=== Section Start ===

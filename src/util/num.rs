use crate::{error::RuntimeError, interpreter::evaluator::core::EvalResult};

/// Largest integer magnitude exactly representable as an `f64` (`2^53 - 1`).
pub const MAX_SAFE_INT: i64 = 9_007_199_254_740_991;

/// Converts an `f64` to `i64` if and only if it is a whole number that the
/// `int` tag can hold exactly.
///
/// Used to re-tag whole-valued arithmetic results as integers.
///
/// ## Example
/// ```
/// use voidlang::util::num::f64_to_i64_exact;
///
/// assert_eq!(f64_to_i64_exact(512.0), Some(512));
/// assert_eq!(f64_to_i64_exact(0.5), None);
/// assert_eq!(f64_to_i64_exact(f64::NAN), None);
/// ```
#[must_use]
#[allow(clippy::cast_possible_truncation)]
#[allow(clippy::cast_precision_loss)]
pub fn f64_to_i64_exact(value: f64) -> Option<i64> {
    if value.is_finite() && value.fract() == 0.0 && value.abs() <= MAX_SAFE_INT as f64 {
        Some(value as i64)
    } else {
        None
    }
}

/// Floors an `f64` toward negative infinity and converts it to `i64`.
///
/// Non-finite values and values outside the `i64` range are rejected, since
/// neither can name an integer.
///
/// ## Errors
/// Returns `RuntimeError::ExpectedNumber` if the value is not finite or does
/// not fit in an `i64` after flooring.
///
/// ## Example
/// ```
/// use voidlang::util::num::f64_floor_to_i64;
///
/// assert_eq!(f64_floor_to_i64(3.9, 1).unwrap(), 3);
/// assert_eq!(f64_floor_to_i64(-1.5, 1).unwrap(), -2);
/// assert!(f64_floor_to_i64(f64::INFINITY, 1).is_err());
/// ```
#[allow(clippy::cast_possible_truncation)]
#[allow(clippy::cast_precision_loss)]
pub fn f64_floor_to_i64(value: f64, line: usize) -> EvalResult<i64> {
    if !value.is_finite() || value < i64::MIN as f64 || value > i64::MAX as f64 {
        return Err(RuntimeError::ExpectedNumber { value: value.to_string(),
                                                  line });
    }
    Ok(value.floor() as i64)
}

=== Section End ===

Requirement
Everything in the listing needs to appear again exactly.

Response to this exercise
filename src/util/num.rs
use crate::{error::RuntimeError, interpreter::evaluator::core::EvalResult};

/// Largest integer magnitude exactly representable as an `f64` (`2^53 - 1`).
pub const MAX_SAFE_INT: i64 = 9_007_199_254_740_991;

/// Converts an `f64` to `i64` if and only if it is a whole number that the
/// `int` tag can hold exactly.
///
/// Used to re-tag whole-valued arithmetic results as integers.
///
/// ## Example
/// ```
/// use voidlang::util::num::f64_to_i64_exact;
///
/// assert_eq!(f64_to_i64_exact(512.0), Some(512));
/// assert_eq!(f64_to_i64_exact(0.5), None);
/// assert_eq!(f64_to_i64_exact(f64::NAN), None);
/// ```
#[must_use]
#[allow(clippy::cast_possible_truncation)]
#[allow(clippy::cast_precision_loss)]
pub fn f64_to_i64_exact(value: f64) -> Option<i64> {
    if value.is_finite() && value.fract() == 0.0 && value.abs() <= MAX_SAFE_INT as f64 {
        Some(value as i64)
    } else {
        None
    }
}

/// Floors an `f64` toward negative infinity and converts it to `i64`.
///
/// Non-finite values and values outside the `i64` range are rejected, since
/// neither can name an integer.
///
/// ## Errors
/// Returns `RuntimeError::ExpectedNumber` if the value is not finite or does
/// not fit in an `i64` after flooring.
///
/// ## Example
/// ```
/// use voidlang::util::num::f64_floor_to_i64;
///
/// assert_eq!(f64_floor_to_i64(3.9, 1).unwrap(), 3);
/// assert_eq!(f64_floor_to_i64(-1.5, 1).unwrap(), -2);
/// assert!(f64_floor_to_i64(f64::INFINITY, 1).is_err());
/// ```
#[allow(clippy::cast_possible_truncation)]
#[allow(clippy::cast_precision_loss)]
pub fn f64_floor_to_i64(value: f64, line: usize) -> EvalResult<i64> {
    if !value.is_finite() || value < i64::MIN as f64 || value > i64::MAX as f64 {
        return Err(RuntimeError::ExpectedNumber { value: value.to_string(),
                                                  line });
    }
    Ok(value.floor() as i64)
}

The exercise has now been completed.